[Source records]

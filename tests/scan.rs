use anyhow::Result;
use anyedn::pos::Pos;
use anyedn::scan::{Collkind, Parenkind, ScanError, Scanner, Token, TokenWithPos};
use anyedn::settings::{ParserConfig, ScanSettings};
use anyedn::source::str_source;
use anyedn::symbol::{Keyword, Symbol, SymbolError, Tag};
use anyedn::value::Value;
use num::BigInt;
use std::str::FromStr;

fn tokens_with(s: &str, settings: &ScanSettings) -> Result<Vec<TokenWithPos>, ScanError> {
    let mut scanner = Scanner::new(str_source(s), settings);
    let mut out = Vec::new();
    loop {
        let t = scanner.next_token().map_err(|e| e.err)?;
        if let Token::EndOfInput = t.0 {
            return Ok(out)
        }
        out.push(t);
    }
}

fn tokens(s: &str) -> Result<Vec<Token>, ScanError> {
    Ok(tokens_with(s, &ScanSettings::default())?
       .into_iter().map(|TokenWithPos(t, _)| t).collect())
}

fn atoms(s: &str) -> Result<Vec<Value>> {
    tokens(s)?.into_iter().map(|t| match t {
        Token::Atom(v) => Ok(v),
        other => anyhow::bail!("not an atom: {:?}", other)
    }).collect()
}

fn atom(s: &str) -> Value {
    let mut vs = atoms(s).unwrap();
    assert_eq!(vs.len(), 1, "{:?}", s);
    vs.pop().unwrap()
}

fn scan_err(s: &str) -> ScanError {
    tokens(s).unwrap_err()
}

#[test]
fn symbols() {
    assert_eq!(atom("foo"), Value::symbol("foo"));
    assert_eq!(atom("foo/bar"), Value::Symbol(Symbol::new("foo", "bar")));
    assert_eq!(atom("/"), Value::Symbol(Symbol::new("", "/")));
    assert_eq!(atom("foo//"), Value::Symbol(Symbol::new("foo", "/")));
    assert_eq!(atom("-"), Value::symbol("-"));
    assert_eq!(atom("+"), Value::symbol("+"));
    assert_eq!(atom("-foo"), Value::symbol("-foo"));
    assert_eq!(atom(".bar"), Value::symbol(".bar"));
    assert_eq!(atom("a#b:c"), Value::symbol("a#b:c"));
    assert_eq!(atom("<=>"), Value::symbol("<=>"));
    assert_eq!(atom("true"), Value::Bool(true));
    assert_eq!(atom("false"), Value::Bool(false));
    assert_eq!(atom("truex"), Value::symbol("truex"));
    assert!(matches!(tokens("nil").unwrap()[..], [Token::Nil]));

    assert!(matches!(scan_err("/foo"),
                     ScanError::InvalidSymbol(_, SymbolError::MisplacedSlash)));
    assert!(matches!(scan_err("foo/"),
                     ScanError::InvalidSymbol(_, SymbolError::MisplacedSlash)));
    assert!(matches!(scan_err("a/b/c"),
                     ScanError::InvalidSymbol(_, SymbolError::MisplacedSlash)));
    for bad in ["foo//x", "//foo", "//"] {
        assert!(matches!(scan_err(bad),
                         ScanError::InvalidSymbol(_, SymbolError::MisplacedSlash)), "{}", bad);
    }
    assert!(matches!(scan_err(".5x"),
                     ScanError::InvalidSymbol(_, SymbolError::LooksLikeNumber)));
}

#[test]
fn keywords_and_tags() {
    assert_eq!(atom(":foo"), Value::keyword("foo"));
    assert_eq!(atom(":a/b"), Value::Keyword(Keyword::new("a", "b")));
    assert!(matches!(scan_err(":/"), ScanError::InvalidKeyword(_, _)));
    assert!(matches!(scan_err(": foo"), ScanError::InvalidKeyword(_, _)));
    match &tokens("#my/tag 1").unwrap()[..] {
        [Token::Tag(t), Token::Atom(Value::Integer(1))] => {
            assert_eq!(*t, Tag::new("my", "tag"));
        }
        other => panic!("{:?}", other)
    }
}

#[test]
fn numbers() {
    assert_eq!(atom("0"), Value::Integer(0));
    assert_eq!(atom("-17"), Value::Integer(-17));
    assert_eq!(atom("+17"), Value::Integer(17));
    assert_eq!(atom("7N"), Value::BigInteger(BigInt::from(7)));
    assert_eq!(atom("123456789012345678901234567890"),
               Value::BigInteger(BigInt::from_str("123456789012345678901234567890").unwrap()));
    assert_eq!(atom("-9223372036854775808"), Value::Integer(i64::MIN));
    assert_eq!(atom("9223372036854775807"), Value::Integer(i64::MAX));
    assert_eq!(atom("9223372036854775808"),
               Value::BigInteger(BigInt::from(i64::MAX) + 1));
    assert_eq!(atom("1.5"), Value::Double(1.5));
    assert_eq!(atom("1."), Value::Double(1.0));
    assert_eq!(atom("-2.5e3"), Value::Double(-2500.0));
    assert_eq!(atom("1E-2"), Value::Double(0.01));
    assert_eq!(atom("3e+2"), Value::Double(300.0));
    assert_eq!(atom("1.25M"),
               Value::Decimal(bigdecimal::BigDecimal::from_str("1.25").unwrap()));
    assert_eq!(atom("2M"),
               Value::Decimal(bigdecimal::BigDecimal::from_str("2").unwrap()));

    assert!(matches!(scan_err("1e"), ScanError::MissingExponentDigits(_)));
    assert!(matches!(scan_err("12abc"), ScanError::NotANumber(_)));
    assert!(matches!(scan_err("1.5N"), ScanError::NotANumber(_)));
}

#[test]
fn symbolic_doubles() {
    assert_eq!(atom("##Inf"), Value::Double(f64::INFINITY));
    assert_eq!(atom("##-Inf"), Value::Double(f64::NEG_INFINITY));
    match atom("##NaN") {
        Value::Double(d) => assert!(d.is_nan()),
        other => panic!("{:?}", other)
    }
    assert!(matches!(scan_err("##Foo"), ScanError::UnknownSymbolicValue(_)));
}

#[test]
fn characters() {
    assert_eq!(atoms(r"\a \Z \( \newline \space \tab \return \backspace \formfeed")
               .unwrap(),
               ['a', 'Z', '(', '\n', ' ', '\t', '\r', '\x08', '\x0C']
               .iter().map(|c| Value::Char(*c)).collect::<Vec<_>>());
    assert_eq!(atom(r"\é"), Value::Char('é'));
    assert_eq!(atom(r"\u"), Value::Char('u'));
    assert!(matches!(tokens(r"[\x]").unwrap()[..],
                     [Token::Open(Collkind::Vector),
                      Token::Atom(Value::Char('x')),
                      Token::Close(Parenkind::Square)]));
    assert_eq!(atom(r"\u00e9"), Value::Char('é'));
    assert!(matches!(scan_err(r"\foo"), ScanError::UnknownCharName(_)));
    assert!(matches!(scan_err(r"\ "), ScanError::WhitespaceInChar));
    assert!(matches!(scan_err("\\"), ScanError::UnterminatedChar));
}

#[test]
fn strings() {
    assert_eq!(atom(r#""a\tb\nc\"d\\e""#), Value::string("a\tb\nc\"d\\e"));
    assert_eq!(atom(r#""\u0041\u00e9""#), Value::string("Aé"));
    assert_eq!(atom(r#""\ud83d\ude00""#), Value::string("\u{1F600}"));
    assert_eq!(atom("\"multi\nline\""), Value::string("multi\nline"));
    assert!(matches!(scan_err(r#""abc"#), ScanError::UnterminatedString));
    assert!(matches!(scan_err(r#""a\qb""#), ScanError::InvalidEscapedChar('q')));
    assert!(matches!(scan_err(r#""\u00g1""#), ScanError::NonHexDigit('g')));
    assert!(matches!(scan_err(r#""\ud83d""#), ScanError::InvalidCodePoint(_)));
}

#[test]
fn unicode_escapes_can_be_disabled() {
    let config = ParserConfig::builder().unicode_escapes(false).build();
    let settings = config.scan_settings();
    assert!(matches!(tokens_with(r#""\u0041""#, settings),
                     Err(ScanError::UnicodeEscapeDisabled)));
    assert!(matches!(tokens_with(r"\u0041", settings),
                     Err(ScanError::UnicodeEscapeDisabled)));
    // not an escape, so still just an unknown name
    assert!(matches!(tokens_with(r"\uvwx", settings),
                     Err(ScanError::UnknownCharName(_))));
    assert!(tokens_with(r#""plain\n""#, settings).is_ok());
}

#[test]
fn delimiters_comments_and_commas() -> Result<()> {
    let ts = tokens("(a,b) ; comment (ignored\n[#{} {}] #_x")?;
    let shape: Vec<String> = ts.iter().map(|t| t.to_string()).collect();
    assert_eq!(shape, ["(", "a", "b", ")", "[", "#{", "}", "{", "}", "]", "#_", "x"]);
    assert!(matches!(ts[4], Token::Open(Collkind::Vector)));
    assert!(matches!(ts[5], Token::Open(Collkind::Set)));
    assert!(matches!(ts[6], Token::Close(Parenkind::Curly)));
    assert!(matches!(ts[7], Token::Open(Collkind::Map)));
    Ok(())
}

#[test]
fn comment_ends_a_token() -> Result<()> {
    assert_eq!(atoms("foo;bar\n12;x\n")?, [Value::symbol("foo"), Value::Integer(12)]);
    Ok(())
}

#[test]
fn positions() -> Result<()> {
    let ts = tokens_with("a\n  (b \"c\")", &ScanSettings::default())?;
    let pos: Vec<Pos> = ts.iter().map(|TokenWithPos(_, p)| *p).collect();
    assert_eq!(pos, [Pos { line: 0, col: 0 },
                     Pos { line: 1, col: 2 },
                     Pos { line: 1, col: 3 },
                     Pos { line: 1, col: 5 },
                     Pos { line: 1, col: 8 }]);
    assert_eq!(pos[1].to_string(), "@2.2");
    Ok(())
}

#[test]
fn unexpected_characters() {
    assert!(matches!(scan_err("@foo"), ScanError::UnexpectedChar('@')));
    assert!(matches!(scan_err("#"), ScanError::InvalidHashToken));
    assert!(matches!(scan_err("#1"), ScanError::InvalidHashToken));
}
---
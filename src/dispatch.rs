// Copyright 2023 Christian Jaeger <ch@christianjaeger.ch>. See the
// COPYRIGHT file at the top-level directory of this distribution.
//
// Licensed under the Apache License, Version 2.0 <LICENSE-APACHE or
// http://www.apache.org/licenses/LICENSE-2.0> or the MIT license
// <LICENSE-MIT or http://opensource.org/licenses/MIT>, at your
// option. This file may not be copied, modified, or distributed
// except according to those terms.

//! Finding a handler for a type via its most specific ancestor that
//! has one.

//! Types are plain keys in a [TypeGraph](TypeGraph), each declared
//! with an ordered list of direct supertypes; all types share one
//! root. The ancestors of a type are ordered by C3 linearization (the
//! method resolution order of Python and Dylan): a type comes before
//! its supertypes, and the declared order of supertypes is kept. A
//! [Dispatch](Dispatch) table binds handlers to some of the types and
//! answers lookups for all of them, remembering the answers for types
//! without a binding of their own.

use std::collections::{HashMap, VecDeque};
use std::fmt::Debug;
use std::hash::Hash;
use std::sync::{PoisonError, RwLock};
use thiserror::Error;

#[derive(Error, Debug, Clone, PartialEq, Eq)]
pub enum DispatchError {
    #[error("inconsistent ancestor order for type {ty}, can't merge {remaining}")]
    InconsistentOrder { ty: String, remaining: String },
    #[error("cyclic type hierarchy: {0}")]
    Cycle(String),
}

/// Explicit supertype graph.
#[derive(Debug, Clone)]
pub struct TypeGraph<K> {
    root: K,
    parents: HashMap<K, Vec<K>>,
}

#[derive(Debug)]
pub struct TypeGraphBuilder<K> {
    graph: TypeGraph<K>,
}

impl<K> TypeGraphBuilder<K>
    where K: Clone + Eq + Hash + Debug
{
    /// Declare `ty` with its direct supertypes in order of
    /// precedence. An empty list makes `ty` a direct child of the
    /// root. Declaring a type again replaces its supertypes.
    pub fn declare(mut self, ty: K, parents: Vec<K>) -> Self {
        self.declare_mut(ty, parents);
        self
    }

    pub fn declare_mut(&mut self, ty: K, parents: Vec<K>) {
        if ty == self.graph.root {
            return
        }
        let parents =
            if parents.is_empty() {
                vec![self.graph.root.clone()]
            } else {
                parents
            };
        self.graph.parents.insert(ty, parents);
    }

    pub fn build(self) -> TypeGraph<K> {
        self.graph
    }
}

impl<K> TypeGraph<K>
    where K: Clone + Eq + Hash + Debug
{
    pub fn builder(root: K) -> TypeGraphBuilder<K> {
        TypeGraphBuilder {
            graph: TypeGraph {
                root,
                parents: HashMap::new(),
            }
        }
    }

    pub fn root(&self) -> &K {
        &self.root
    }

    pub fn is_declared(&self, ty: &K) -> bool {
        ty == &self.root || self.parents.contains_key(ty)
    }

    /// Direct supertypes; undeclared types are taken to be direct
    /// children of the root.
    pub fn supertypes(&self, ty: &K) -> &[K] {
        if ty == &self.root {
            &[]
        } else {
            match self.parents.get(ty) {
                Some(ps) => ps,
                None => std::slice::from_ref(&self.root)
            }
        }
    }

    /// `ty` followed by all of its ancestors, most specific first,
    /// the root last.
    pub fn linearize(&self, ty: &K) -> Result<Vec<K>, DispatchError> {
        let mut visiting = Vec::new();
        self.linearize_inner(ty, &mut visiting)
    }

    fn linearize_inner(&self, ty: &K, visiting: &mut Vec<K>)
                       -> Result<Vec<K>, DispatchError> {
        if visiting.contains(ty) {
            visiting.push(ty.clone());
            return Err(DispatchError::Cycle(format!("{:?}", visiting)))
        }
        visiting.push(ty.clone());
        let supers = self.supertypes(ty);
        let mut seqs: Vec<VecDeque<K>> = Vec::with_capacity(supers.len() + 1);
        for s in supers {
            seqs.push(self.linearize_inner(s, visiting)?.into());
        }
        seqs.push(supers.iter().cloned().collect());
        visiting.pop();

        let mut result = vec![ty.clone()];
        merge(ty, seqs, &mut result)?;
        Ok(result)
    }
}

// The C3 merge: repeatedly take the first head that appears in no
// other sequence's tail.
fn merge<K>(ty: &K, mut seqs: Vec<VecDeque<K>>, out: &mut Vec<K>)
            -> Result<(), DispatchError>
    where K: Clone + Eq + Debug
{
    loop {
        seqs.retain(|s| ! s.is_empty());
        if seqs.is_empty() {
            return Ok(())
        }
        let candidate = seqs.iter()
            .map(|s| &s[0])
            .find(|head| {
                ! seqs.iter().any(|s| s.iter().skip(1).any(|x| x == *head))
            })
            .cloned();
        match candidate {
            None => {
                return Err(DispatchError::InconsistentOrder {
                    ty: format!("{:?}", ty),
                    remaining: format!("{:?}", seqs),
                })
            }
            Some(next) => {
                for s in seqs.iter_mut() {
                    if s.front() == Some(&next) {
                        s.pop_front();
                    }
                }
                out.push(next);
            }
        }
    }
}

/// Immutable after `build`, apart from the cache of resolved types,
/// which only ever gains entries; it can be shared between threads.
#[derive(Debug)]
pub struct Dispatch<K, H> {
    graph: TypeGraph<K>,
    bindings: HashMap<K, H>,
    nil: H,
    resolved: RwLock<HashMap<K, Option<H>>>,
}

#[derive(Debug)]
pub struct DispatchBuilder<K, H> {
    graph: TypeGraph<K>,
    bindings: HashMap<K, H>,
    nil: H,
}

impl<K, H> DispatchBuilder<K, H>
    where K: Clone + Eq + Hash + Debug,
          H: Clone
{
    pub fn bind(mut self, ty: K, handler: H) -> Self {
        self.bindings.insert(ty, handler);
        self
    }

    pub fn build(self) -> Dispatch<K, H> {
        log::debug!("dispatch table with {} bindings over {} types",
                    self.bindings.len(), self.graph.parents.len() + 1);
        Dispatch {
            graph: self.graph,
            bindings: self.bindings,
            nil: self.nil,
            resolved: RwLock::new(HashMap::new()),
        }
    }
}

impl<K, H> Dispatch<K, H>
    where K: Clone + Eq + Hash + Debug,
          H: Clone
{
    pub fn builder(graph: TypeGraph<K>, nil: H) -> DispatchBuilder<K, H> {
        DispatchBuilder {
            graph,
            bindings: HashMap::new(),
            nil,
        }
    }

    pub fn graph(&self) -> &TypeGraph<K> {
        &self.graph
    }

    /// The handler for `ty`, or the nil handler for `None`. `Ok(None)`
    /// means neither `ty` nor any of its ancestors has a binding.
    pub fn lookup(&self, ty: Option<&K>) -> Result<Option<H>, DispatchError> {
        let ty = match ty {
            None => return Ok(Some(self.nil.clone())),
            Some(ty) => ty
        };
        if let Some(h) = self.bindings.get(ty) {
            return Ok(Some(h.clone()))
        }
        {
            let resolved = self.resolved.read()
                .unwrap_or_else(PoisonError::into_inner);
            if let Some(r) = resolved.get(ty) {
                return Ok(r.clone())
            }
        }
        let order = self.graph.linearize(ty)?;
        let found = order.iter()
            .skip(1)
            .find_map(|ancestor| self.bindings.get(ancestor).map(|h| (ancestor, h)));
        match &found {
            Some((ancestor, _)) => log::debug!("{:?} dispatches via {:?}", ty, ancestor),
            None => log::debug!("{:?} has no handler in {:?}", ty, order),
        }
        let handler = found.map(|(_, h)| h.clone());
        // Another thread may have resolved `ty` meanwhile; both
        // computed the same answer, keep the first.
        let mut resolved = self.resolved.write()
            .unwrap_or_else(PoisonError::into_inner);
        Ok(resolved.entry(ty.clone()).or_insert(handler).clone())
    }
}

▸ **The problem**
Reproduce, word for word and in full, only the lines above that start at the line with "pub fn linearize(&self, ty: &K)" and run through the line with "if s.front() == Some(&next)", both ends included.

▸ **Exercise response**
    pub fn linearize(&self, ty: &K) -> Result<Vec<K>, DispatchError> {
        let mut visiting = Vec::new();
        self.linearize_inner(ty, &mut visiting)
    }

    fn linearize_inner(&self, ty: &K, visiting: &mut Vec<K>)
                       -> Result<Vec<K>, DispatchError> {
        if visiting.contains(ty) {
            visiting.push(ty.clone());
            return Err(DispatchError::Cycle(format!("{:?}", visiting)))
        }
        visiting.push(ty.clone());
        let supers = self.supertypes(ty);
        let mut seqs: Vec<VecDeque<K>> = Vec::with_capacity(supers.len() + 1);
        for s in supers {
            seqs.push(self.linearize_inner(s, visiting)?.into());
        }
        seqs.push(supers.iter().cloned().collect());
        visiting.pop();

        let mut result = vec![ty.clone()];
        merge(ty, seqs, &mut result)?;
        Ok(result)
    }
}

// The C3 merge: repeatedly take the first head that appears in no
// other sequence's tail.
fn merge<K>(ty: &K, mut seqs: Vec<VecDeque<K>>, out: &mut Vec<K>)
            -> Result<(), DispatchError>
    where K: Clone + Eq + Debug
{
    loop {
        seqs.retain(|s| ! s.is_empty());
        if seqs.is_empty() {
            return Ok(())
        }
        let candidate = seqs.iter()
            .map(|s| &s[0])
            .find(|head| {
                ! seqs.iter().any(|s| s.iter().skip(1).any(|x| x == *head))
            })
            .cloned();
        match candidate {
            None => {
                return Err(DispatchError::InconsistentOrder {
                    ty: format!("{:?}", ty),
                    remaining: format!("{:?}", seqs),
                })
            }
            Some(next) => {
                for s in seqs.iter_mut() {
                    if s.front() == Some(&next) {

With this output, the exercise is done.